[Stored data entries]
****************************************
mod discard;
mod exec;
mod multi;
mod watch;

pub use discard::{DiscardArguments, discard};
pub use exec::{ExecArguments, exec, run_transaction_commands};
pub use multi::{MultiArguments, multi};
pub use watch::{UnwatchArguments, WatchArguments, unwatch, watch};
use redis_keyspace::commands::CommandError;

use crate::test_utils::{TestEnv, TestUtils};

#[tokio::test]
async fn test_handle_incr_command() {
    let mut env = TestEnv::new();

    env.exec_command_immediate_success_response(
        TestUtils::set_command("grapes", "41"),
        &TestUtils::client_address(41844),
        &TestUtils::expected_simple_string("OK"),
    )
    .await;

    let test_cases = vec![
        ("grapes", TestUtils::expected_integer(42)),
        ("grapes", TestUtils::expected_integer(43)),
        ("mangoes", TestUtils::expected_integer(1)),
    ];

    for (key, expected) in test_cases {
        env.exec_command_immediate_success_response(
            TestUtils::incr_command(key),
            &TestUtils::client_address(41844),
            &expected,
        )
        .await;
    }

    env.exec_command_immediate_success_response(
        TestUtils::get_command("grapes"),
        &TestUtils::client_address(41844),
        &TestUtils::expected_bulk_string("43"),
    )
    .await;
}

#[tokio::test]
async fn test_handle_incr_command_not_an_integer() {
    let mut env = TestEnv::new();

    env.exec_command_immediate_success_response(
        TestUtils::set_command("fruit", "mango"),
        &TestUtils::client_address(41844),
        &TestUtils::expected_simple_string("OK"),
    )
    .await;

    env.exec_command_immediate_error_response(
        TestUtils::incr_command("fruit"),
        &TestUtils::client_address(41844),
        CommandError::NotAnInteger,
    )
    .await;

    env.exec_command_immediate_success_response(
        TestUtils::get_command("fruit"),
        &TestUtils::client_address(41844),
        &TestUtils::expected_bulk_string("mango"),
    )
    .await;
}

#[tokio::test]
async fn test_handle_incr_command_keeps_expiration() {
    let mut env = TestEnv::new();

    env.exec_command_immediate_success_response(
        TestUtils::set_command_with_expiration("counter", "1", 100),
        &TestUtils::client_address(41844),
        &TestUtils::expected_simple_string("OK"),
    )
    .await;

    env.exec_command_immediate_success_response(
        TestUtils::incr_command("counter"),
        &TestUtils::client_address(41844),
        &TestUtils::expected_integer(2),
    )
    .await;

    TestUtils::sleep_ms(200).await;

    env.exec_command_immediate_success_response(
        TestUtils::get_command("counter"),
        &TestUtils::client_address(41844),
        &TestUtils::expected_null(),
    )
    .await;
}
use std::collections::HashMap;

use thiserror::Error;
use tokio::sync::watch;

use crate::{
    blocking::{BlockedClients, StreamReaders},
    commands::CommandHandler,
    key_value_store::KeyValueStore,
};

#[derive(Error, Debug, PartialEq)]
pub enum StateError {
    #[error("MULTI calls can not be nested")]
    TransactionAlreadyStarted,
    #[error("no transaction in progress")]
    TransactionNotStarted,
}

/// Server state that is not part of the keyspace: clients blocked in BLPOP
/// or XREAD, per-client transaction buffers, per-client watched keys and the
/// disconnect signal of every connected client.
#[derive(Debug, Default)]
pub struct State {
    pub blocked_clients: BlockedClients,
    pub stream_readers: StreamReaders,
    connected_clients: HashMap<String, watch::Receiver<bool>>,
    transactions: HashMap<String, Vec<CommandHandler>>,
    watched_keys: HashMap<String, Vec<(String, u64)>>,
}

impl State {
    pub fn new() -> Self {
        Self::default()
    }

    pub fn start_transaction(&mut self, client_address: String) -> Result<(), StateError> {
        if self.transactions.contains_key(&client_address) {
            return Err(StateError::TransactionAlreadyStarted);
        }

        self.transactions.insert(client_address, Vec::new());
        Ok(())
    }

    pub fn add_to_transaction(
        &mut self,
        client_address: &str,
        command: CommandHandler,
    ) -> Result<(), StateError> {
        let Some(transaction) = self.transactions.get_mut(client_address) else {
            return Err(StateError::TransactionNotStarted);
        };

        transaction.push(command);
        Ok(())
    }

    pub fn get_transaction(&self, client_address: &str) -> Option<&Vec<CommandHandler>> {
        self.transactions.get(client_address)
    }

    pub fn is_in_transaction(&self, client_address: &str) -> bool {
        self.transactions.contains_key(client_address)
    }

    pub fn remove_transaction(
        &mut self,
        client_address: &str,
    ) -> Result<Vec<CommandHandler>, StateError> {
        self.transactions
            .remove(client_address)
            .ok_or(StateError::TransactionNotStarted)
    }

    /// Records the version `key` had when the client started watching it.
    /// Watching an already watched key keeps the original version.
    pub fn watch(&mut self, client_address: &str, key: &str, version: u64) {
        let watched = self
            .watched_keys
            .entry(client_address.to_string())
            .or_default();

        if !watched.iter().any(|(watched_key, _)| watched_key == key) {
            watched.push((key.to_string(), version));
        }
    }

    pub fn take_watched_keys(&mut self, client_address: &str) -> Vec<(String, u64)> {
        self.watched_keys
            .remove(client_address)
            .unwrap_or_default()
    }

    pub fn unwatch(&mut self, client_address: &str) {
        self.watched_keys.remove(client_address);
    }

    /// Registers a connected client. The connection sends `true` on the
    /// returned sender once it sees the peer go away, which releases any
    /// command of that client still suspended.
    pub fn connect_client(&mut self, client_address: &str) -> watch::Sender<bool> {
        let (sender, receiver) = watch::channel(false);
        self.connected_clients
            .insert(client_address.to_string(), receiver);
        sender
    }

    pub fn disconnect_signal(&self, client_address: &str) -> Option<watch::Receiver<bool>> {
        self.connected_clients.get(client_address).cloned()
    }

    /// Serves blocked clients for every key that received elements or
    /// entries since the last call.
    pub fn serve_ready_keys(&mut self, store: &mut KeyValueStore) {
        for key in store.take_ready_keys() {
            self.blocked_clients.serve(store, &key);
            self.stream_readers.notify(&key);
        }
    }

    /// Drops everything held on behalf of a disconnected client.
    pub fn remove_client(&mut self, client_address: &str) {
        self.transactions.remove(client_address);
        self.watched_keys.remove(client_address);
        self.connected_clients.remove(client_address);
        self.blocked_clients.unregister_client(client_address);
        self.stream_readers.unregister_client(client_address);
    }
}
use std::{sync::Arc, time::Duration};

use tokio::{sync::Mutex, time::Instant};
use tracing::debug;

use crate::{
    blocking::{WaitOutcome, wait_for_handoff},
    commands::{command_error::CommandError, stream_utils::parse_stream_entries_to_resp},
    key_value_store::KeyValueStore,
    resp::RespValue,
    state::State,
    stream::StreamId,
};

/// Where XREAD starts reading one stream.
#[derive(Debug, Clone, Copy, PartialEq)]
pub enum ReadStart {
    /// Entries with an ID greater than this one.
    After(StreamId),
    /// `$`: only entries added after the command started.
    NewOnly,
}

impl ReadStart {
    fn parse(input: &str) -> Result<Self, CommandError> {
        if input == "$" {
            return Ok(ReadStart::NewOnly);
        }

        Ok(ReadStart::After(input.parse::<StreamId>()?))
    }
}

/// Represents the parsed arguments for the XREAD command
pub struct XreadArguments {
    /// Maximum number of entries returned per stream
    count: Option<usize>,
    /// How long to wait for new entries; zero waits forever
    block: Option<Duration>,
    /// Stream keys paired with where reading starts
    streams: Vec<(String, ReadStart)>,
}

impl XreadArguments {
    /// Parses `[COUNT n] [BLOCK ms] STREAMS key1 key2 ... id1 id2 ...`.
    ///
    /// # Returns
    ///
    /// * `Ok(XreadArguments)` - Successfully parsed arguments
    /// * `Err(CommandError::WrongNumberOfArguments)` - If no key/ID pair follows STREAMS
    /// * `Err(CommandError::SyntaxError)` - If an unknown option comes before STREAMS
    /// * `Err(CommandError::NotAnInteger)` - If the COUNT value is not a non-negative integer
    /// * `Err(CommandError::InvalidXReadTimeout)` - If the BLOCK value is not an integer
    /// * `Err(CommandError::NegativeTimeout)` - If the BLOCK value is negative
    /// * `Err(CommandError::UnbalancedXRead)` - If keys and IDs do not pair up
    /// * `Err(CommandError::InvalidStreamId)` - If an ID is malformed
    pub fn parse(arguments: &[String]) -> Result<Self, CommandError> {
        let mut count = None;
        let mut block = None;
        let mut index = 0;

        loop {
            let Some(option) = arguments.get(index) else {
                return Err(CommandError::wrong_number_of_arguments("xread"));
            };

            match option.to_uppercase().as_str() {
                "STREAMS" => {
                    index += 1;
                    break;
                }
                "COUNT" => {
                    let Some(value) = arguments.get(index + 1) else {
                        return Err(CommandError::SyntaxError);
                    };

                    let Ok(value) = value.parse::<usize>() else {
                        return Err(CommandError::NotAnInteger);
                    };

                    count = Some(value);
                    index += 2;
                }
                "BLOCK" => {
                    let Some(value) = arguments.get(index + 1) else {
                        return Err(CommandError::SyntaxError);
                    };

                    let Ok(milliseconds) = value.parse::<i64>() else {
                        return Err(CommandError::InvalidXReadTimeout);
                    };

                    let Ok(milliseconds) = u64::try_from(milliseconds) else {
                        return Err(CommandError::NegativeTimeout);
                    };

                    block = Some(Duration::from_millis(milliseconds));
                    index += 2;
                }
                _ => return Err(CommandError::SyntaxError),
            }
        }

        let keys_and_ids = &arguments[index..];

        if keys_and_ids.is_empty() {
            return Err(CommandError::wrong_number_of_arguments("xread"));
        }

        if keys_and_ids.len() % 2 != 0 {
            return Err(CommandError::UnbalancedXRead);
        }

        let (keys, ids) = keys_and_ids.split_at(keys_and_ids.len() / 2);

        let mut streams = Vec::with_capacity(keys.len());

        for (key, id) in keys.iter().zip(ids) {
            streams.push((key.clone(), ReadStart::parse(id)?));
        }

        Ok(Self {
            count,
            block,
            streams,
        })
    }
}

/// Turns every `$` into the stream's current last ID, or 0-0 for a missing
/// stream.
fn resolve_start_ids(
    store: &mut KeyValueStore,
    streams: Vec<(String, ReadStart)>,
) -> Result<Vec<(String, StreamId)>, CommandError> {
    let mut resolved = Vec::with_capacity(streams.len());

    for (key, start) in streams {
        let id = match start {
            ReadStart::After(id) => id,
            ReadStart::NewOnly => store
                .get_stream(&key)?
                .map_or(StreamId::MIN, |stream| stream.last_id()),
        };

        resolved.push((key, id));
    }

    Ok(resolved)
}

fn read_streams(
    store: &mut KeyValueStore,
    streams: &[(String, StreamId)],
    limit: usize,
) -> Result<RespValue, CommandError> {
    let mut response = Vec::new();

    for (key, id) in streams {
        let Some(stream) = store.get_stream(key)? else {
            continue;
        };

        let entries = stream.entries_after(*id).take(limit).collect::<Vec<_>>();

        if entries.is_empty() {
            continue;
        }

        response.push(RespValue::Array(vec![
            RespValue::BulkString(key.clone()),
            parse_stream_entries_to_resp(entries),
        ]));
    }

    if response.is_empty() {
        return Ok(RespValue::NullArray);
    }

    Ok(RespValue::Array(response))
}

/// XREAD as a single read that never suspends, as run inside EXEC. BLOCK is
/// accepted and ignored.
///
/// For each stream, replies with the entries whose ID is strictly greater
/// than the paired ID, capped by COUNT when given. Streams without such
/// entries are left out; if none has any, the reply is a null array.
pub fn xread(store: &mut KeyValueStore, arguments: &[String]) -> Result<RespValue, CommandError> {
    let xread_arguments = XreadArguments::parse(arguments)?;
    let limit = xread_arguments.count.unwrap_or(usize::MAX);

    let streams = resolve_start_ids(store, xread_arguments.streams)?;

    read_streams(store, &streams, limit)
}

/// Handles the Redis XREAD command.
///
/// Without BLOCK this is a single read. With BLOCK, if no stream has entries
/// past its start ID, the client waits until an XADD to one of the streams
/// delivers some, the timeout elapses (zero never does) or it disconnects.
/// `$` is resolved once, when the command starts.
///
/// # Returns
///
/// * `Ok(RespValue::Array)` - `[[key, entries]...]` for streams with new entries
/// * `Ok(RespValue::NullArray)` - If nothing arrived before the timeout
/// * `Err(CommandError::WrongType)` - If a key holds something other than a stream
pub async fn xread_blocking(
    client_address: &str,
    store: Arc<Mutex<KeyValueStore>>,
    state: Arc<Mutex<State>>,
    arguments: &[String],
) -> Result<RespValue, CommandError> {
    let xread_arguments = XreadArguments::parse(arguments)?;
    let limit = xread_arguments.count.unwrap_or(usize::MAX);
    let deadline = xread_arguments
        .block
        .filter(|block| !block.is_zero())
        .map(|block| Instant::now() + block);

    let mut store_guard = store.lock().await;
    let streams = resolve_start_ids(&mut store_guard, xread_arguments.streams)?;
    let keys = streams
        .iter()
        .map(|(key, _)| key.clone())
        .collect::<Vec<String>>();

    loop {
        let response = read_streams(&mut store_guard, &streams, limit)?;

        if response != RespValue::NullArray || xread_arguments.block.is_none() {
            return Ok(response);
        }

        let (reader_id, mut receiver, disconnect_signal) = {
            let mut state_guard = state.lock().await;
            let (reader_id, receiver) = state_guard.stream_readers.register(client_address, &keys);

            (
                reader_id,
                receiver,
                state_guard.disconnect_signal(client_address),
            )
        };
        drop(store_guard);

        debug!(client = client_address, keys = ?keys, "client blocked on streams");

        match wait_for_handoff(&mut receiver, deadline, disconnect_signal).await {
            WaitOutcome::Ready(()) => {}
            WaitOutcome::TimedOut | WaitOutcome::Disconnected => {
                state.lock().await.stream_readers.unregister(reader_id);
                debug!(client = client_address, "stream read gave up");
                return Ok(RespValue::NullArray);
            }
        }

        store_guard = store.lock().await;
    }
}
****************************************
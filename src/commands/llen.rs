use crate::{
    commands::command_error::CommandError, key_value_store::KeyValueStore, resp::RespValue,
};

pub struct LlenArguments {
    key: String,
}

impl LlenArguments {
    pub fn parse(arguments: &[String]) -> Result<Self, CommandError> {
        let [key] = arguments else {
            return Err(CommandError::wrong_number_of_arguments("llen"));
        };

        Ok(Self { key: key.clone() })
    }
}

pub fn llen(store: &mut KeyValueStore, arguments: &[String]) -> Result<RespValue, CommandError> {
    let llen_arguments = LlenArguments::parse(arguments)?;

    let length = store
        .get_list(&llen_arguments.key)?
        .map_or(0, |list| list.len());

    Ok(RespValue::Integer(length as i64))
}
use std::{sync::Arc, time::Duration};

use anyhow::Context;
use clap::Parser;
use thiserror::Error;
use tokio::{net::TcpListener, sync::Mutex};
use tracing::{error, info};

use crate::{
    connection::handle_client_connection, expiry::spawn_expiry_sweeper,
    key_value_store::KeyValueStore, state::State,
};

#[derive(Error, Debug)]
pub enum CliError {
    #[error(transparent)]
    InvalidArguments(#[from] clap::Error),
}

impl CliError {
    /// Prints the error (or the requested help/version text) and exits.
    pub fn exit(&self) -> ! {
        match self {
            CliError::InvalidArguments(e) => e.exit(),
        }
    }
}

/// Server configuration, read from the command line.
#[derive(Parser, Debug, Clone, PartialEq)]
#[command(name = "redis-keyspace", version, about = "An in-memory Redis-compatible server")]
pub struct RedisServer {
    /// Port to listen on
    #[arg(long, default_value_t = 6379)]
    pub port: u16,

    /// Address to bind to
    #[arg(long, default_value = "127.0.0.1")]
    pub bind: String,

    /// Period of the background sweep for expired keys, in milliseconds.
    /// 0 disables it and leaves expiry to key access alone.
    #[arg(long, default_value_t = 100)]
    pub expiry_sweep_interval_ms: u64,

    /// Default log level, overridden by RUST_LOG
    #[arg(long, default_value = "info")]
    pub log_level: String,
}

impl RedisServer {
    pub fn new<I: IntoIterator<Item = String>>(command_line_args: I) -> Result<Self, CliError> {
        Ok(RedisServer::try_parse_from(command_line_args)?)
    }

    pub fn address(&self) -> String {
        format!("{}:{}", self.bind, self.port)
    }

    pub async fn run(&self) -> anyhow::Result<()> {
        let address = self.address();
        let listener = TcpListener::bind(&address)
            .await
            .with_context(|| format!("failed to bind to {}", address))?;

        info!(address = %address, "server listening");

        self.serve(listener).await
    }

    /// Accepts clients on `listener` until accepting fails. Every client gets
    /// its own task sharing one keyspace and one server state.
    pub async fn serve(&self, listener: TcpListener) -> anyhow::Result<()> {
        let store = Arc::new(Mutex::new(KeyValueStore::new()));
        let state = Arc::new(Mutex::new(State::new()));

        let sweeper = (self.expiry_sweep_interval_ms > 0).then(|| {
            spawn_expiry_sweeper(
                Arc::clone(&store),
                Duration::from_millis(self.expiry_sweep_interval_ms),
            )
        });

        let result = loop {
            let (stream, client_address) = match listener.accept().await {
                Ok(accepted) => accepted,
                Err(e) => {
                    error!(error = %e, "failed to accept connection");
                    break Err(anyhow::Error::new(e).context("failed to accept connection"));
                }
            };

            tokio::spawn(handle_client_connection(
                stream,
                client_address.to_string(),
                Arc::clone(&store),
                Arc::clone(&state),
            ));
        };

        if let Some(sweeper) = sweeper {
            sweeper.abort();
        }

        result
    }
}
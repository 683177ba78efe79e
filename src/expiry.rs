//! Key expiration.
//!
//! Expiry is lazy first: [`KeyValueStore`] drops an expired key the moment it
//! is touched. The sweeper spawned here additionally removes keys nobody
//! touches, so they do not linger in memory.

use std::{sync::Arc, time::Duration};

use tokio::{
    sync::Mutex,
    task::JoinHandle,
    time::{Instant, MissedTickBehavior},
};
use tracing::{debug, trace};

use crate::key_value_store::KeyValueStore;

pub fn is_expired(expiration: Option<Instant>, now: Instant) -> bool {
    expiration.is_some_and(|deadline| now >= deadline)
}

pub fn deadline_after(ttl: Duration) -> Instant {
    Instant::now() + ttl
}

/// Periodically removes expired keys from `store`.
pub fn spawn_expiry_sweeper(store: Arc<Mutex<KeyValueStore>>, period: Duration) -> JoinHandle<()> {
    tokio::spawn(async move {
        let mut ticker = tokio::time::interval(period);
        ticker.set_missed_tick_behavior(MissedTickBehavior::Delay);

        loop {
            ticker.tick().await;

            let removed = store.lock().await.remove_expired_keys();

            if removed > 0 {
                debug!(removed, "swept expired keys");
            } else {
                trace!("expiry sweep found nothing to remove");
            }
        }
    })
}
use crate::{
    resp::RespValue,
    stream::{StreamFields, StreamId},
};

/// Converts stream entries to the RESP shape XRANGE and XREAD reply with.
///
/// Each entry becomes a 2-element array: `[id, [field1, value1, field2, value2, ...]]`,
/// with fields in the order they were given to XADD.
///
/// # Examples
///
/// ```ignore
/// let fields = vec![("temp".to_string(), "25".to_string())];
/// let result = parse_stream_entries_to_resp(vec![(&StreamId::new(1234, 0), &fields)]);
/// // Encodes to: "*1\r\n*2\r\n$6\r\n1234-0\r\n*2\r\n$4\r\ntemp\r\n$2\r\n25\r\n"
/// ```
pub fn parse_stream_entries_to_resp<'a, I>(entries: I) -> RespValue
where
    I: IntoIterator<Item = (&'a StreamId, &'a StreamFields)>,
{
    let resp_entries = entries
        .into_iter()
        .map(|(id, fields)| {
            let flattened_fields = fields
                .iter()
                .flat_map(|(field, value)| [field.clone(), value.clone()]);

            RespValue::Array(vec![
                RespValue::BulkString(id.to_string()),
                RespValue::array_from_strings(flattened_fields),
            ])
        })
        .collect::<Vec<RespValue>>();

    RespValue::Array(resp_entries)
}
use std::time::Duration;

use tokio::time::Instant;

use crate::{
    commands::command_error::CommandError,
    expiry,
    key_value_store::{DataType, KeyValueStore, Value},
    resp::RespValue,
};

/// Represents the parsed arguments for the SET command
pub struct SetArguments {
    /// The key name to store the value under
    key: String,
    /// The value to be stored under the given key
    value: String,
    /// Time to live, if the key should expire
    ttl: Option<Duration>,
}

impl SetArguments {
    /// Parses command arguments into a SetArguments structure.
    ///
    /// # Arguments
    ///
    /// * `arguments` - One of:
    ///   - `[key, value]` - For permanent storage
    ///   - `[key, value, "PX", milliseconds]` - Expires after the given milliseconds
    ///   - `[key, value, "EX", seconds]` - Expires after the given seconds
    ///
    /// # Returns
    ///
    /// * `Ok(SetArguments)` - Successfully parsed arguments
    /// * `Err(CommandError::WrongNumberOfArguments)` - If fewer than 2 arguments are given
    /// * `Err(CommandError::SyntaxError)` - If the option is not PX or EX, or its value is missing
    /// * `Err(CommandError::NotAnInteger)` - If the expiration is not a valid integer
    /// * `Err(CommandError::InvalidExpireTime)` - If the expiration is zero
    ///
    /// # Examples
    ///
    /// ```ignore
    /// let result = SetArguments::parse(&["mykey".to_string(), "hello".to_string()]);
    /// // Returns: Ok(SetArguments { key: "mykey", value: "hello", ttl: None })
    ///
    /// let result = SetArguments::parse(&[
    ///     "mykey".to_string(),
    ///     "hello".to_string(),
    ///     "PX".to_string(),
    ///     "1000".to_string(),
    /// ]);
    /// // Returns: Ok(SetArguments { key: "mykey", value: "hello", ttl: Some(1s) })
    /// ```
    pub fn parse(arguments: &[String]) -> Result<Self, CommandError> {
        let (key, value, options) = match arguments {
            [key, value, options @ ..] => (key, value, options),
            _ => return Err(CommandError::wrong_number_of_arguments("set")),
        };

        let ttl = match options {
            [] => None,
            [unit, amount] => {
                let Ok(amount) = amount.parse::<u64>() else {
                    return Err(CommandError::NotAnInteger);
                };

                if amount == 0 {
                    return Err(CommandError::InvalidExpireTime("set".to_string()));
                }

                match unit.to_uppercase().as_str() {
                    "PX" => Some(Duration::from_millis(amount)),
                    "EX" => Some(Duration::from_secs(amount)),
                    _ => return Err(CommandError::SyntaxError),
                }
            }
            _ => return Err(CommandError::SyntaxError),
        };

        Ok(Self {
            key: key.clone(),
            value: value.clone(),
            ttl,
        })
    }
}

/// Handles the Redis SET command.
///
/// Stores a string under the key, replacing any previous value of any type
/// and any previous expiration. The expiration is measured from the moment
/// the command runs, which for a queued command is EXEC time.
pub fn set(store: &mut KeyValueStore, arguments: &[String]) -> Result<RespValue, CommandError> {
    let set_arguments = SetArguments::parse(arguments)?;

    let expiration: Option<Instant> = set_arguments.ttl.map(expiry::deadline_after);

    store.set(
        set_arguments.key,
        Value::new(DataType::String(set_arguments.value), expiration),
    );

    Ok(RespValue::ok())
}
****************************************
Repeat, exactly as they stand above, the lines from the line with "mod discard;" to the line with "async fn test_handle_incr_command()", both lines included.

SOLUTION FOR THIS PROBLEM:
mod discard;
mod exec;
mod multi;
mod watch;

pub use discard::{DiscardArguments, discard};
pub use exec::{ExecArguments, exec, run_transaction_commands};
pub use multi::{MultiArguments, multi};
pub use watch::{UnwatchArguments, WatchArguments, unwatch, watch};
use redis_keyspace::commands::CommandError;

use crate::test_utils::{TestEnv, TestUtils};

#[tokio::test]
async fn test_handle_incr_command() {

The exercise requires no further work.